By Walter F. Roche Jr.
BOSTON-A sterility expert testified today that a drug compounding company and its supervising pharmacist failed repeatedly to conduct proper tests on its products and ignored industry standards mandated by state boards of pharmacies.
Answering repeatedly with "Absolutely not" or "No, they did not," Eric Kastango detailed failures by the New England Compounding Center and its supervising pharmacist, Glenn Chin, to adequately prepare and test drugs that would be injected into the bodies of unsuspecting patients.
Hired by federal prosecutors to assist in the investigation leading up to Chin's 2014 indictment, Kastango said NECC shipped drugs without proper tests or with no testing at all. Even when tests showed a need for immediate action, nothing was done.
Kastango said Chin did not properly sterilize hundreds of vials of methylprednisolone acetate that were shipped to health facilities across the country.
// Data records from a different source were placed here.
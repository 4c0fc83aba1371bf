//! Terminal front end: argument parsing, logging setup, the draw loop and the
//! pure render step.

pub mod cli;
pub mod logging;
pub mod render;
pub mod ui;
State and federal regulators have concluded that those vials, loaded with fungus and injected into the spines and joints of patients, caused a nationwide outbreak of fungal meningitis that sickened 778 patients, killing 76 of them.
Kastango said that NECC's own records showed the methylprednisolone acetate was supposed to be placed in an autoclave for 20 minutes, yet NECC's records showed Chin generally removed the steroids after only 15 minutes.
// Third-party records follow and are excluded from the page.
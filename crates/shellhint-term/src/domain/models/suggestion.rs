#[cfg(test)]
#[path = "suggestion_test.rs"]
mod tests;

use serde::Deserialize;
use serde::Serialize;
use serde_json::Map;
use serde_json::Value;

use super::BackendError;
use super::RawSuggestionPayload;

const PROMPT_TEMPLATE: &str = "Which terminal command best describes the following: {request}. respond with an object with 3 values \"command\" which is the suggested command. \"description\" which explains what the command does and \"safe\" which is either true or false depending on if the command could be dangerous to execute automatically.";

pub fn build_prompt(request: &str) -> String {
    return PROMPT_TEMPLATE.replace("{request}", request.trim());
}

#[derive(Debug, Clone, PartialEq, Eq, Serialize, Deserialize)]
pub struct Suggestion {
    pub command: String,
    pub description: String,
    pub safe: bool,
}

impl Suggestion {
    /// Decodes the model's JSON answer. Every field must be present with the
    /// right type, and the two strings must not be blank.
    pub fn parse(payload: &RawSuggestionPayload) -> Result<Suggestion, BackendError> {
        let value = serde_json::from_str::<Value>(payload.as_str().trim())
            .map_err(|err| BackendError::MalformedPayload(format!("not JSON ({err})")))?;

        let Value::Object(object) = value else {
            return Err(BackendError::MalformedPayload(
                "expected a JSON object".to_string(),
            ));
        };

        return Ok(Suggestion {
            command: required_text(&object, "command")?,
            description: required_text(&object, "description")?,
            safe: required_flag(&object, "safe")?,
        });
    }
}

fn required_text(object: &Map<String, Value>, field: &str) -> Result<String, BackendError> {
    return match object.get(field) {
        Some(Value::String(text)) if !text.trim().is_empty() => Ok(text.to_string()),
        Some(Value::String(_)) => Err(BackendError::MalformedPayload(format!(
            "\"{field}\" is empty"
        ))),
        Some(_) => Err(BackendError::MalformedPayload(format!(
            "\"{field}\" is not a string"
        ))),
        None => Err(BackendError::MalformedPayload(format!(
            "\"{field}\" is missing"
        ))),
    };
}

fn required_flag(object: &Map<String, Value>, field: &str) -> Result<bool, BackendError> {
    return match object.get(field) {
        Some(Value::Bool(flag)) => Ok(*flag),
        Some(_) => Err(BackendError::MalformedPayload(format!(
            "\"{field}\" is not a boolean"
        ))),
        None => Err(BackendError::MalformedPayload(format!(
            "\"{field}\" is missing"
        ))),
    };
}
In addition he said Chin failed to use biological indicators needed to ensure the steroids were sterile.
And, Kastango said, Chin should have been adding an additional eight to 11 minutes in each autoclave cycle to ensure that the large volume of liquid had reached the 121 degree mark needed to achieve sterility.
Kastango, who said he was paid about $30,000, for his consulting work for federal prosecutors, said it was critical that the types of drugs Chin was preparing be sterile because they were being injected into patients' bodies.
"Once you inject something, you can't get it back," he said.
Under questioning by Assistant U.S. Attorney George Varghese, Kastango described promotional material from NECC in which the company called its operations "state of the art" and fully compliant with the minimum standards set by the U.S. Pharmacopiea.
"They said they were the best," he said.
Asked by Varghese if indeed NECC was in compliance with those standards, Kastango said, "No they were not."
Kastango testified that while the industry standards did not have the force of law, state pharmacy boards, including Massachusetts, have made compliance mandatory.
Varghese also led Kastango through emails gathered in the investigation including a chain in which Chin described what he did after discovering that a key ingredient was missing from a beaker of a drug. The email showed that instead of discarding the deficient bottle, he mixed it with three other containers of the same drug that had the proper ingredients.
The result, Kastango said, was that all the containers were deficient, including one shipped to a Massachusetts hospital.
Other deficiencies Kastango said included failure to conduct end product testing, using outdated chemicals, falsely labeling drugs and failure to have the proper number of vials sent out for independent testing.
Varghese also introduced emails from Chin's then boss Barry Cadden.
In one Cadden acknowledged required testing was not being done.
"What you are not seeing is what we are not currently doing, but should be doing," Cadden wrote referring to a sterility test.
Cadden is now serving a nine year sentence following his March conviction on racketeering and mail fraud charges. That same email was entered as an exhibit in Cadden's trial.